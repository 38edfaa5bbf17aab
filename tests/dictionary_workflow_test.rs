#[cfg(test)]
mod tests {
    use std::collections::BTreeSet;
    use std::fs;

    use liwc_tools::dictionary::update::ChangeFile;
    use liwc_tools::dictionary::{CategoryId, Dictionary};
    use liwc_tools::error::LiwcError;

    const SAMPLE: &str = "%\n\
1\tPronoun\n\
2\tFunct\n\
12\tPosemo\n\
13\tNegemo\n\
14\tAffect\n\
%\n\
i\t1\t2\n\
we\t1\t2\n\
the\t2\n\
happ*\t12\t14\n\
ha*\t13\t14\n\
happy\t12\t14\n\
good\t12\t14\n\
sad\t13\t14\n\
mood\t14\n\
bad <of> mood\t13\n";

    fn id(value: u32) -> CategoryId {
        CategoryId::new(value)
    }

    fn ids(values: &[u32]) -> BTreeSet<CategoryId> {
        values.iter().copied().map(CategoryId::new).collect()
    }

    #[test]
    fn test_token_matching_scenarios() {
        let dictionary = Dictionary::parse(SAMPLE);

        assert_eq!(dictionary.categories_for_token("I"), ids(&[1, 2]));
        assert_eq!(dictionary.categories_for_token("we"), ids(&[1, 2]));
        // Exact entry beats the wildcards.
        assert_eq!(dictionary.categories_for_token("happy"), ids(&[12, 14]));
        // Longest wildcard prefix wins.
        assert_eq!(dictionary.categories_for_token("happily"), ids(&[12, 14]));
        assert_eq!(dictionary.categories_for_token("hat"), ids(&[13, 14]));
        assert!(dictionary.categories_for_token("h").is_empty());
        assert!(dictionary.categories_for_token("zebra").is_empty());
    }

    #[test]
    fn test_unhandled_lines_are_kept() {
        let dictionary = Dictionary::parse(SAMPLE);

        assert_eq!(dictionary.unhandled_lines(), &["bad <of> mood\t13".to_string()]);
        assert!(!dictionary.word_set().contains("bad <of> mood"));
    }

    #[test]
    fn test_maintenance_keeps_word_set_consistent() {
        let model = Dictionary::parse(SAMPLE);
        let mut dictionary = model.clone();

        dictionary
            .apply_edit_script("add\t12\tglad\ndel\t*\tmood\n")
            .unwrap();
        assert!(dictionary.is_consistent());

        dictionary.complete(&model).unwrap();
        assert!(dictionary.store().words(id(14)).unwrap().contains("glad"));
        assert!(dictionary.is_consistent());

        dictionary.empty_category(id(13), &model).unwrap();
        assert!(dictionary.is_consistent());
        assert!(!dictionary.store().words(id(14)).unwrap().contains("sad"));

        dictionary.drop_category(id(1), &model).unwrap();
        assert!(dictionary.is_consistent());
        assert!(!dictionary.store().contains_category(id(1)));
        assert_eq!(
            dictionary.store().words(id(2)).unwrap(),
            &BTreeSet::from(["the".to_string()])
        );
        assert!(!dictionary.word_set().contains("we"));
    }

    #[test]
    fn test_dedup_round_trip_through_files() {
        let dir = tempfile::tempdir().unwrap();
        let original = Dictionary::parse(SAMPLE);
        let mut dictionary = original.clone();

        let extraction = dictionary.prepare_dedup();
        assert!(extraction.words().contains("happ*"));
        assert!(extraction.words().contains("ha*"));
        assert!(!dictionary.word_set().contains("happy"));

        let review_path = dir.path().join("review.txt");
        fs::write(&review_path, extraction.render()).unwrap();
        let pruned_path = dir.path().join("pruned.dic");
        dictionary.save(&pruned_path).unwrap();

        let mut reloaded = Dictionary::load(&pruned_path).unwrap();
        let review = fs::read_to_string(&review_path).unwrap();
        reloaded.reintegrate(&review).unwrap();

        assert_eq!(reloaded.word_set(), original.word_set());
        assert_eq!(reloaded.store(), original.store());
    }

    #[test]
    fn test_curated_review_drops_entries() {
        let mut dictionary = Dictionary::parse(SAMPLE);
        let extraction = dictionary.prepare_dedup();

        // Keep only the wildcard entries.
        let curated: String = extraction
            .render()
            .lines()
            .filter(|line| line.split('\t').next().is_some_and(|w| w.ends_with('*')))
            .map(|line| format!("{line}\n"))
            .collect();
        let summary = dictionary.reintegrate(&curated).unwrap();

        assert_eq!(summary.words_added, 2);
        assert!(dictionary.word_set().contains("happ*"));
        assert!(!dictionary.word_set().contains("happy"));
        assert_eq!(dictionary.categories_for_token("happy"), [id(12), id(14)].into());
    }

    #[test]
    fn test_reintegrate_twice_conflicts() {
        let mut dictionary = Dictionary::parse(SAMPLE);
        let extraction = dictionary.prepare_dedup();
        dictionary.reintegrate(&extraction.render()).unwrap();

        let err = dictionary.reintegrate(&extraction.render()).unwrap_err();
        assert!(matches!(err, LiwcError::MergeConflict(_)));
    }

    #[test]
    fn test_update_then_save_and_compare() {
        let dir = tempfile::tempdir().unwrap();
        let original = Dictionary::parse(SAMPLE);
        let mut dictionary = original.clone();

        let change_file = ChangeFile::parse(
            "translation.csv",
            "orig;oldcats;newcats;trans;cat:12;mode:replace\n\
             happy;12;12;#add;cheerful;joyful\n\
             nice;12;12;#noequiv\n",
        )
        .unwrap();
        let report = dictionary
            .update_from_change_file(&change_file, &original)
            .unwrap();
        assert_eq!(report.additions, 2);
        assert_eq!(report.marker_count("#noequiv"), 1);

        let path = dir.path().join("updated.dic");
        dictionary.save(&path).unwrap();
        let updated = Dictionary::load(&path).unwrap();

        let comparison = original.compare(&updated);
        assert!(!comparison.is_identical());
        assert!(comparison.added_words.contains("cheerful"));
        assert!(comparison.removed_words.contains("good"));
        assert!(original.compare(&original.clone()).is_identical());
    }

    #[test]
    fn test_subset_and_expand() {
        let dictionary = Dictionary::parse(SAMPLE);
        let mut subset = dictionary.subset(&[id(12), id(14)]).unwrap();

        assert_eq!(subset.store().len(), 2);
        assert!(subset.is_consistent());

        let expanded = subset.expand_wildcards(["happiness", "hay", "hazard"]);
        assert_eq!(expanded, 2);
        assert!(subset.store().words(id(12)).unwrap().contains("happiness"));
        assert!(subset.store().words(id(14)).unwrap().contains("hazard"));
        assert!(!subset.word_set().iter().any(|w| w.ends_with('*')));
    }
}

⁂

- **Required work**: Your answer should be the lines of the records that hold the string "BTreeSet".

- **Solution to the exercise**:
    use std::collections::BTreeSet;
    fn ids(values: &[u32]) -> BTreeSet<CategoryId> {
            &BTreeSet::from(["the".to_string()])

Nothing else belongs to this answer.